Google for "Stuffit Expander" and see what you can come up with.

Thanks for your advice. I tried it and tried to install but comes up that "not enough heap memory".

I was able to get a system 7.5.5 install disk. Would there be recommendation to reformat the hard drive and using the disk?

a) Found Stuffit Expander 5.5 - worked like a charm.

b) One of my problems was that I was downloading mac programs onto a PC disk using a PC. Found a great shareware program called "Transmac". Switches PC files to Mac readable and Mac files to readable PC.

c) the 7.5.5 disk?
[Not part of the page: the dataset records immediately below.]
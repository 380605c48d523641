//! Read-only gating of mutating requests.
//!
//! Runs before admission accounting and before any network call; a blocked
//! write has no side effects at all.

use reqwest::Method;
use serde_json::json;

use crate::error::{ErrorKind, OperationError};
use crate::observability::metrics;

const READ_ONLY_HINT: &str = "Toggle read-only off to enable writes";

/// True for verbs that change server state.
pub fn is_mutating(method: &Method) -> bool {
    matches!(
        *method,
        Method::POST | Method::PUT | Method::PATCH | Method::DELETE
    )
}

/// Rejects mutating verbs while the client is read-only.
#[derive(Debug, Clone, Copy)]
pub struct WriteGate {
    read_only: bool,
}

impl WriteGate {
    pub fn new(read_only: bool) -> Self {
        Self { read_only }
    }

    pub fn is_read_only(&self) -> bool {
        self.read_only
    }

    /// Fail with a `ReadOnly` error if `method` would mutate state.
    pub fn check(&self, method: &Method, endpoint: &str) -> Result<(), OperationError> {
        if !self.read_only || !is_mutating(method) {
            return Ok(());
        }

        let operation = operation_name(method);
        tracing::warn!(method = %method, endpoint = %endpoint, "Write blocked: client is read-only");
        metrics::record_write_blocked(method.as_str());

        Err(OperationError::new(
            ErrorKind::ReadOnly,
            format!(
                "Write operations are disabled: cannot {} {} while the client is in read-only mode. {}.",
                operation, endpoint, READ_ONLY_HINT
            ),
            403,
            endpoint,
        )
        .with_detail(Some(json!({
            "operation": operation,
            "method": method.as_str(),
            "endpoint": endpoint,
            "hint": READ_ONLY_HINT,
        }))))
    }
}

fn operation_name(method: &Method) -> &'static str {
    match *method {
        Method::POST => "create",
        Method::PUT | Method::PATCH => "update",
        Method::DELETE => "delete",
        _ => "read",
    }
}

#[cfg(test)]
mod tests {
    use super::*;

    #[test]
    fn test_read_only_blocks_every_mutating_verb() {
        let gate = WriteGate::new(true);
        for method in [Method::POST, Method::PUT, Method::PATCH, Method::DELETE] {
            let err = gate.check(&method, "v2/reservations/bookings").unwrap_err();
            assert_eq!(err.kind(), ErrorKind::ReadOnly);
            assert_eq!(err.status(), 403);
            let detail = err.detail().unwrap();
            assert_eq!(detail["method"], method.as_str());
            assert_eq!(detail["endpoint"], "v2/reservations/bookings");
            assert!(err.message().contains("Toggle read-only off"));
        }
    }

    #[test]
    fn test_reads_always_pass() {
        let gate = WriteGate::new(true);
        assert!(gate.check(&Method::GET, "v2/properties").is_ok());
        assert!(gate.check(&Method::HEAD, "v2/properties").is_ok());
    }

    #[test]
    fn test_writes_pass_when_not_read_only() {
        let gate = WriteGate::new(false);
        assert!(gate.check(&Method::DELETE, "v1/webhooks/1").is_ok());
    }

    #[test]
    fn test_operation_names() {
        let gate = WriteGate::new(true);
        let err = gate.check(&Method::POST, "v2/quote").unwrap_err();
        assert_eq!(err.detail().unwrap()["operation"], "create");
        let err = gate.check(&Method::PATCH, "v2/quote").unwrap_err();
        assert_eq!(err.detail().unwrap()["operation"], "update");
    }
}
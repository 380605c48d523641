//! Metrics collection and exposition.
//!
//! # Metrics
//! - `gateway_requests_total` (counter): outbound calls by method, status
//! - `gateway_request_duration_seconds` (histogram): per-attempt latency
//! - `gateway_retries_total` (counter): retries by triggering status
//! - `gateway_rate_limited_total` (counter): backstop waits and hard rejections
//! - `gateway_writes_blocked_total` (counter): writes refused in read-only mode
//! - `gateway_module_health` (gauge): 1=healthy, 0=unhealthy, per module
//!
//! Without an installed recorder every call here is a no-op.

use std::net::SocketAddr;
use metrics::{counter, gauge, histogram};
use metrics_exporter_prometheus::PrometheusBuilder;
use tokio::time::Instant;

/// Install the Prometheus exporter on `addr`. Must run inside a Tokio runtime.
pub fn init_metrics(addr: SocketAddr) {
    match PrometheusBuilder::new().with_http_listener(addr).install() {
        Ok(()) => tracing::info!(address = %addr, "Metrics exporter listening"),
        Err(e) => tracing::error!(address = %addr, error = %e, "Failed to install metrics exporter"),
    }
}

pub fn record_request(method: &str, status: u16, started: Instant) {
    counter!(
        "gateway_requests_total",
        "method" => method.to_string(),
        "status" => status.to_string()
    )
    .increment(1);
    histogram!("gateway_request_duration_seconds", "method" => method.to_string())
        .record(started.elapsed().as_secs_f64());
}

pub fn record_retry(status: u16) {
    counter!("gateway_retries_total", "status" => status.to_string()).increment(1);
}

pub fn record_rate_limited(stage: &'static str) {
    counter!("gateway_rate_limited_total", "stage" => stage).increment(1);
}

pub fn record_write_blocked(method: &str) {
    counter!("gateway_writes_blocked_total", "method" => method.to_string()).increment(1);
}

pub fn record_module_health(module: &str, healthy: bool) {
    gauge!("gateway_module_health", "module" => module.to_string())
        .set(if healthy { 1.0 } else { 0.0 });
}
//! Configuration management subsystem.
//!
//! # Data Flow
//! ```text
//! config file (TOML)
//!     → loader.rs (parse & deserialize, environment overrides)
//!     → validation.rs (semantic checks)
//!     → GatewayConfig (validated, immutable)
//!     → consumed once when the RequestExecutor is built
//! ```
//!
//! # Design Decisions
//! - Config is immutable once loaded
//! - All fields have defaults to allow minimal configs
//! - Secrets come from the environment, never from logs or serialized output

pub mod loader;
pub mod schema;
pub mod validation;

pub use loader::{load_config, load_from_env, ConfigError};
pub use schema::{
    ApiConfig, ErrorConfig, GatewayConfig, ObservabilityConfig, RateLimitConfig, RetryConfig,
};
Not useable on the Power PC.

Thanks to all who helped! :o

a) Found Stuffit Expander 5.5 - worked like a charm.

Glad you were able to find the right version. :)

b) One of my problems was that I was downloading mac programs onto a PC disk using a PC.

Yes, that's a common stumbling block.

c) the 7.5.5 disk? Not useable on the Power PC.

Nope.

Hello,

Wanted to make a brief technical clarification here .hqx is a binhex file... basically the computer file is an application that is pure ASCII. People put the files in this format, because back in the day, email systems didn't handle binary attachments that well, and web downloading was not common, so people were using FTP or Gopher to grab files, and /or modem protocols like Kermit or XMODEM. If you did not set the filetype, your transmission would be distroyed. So, mac people have the .hqx format that protects against the corruption.

Unix people have uuencode, which is quite similar.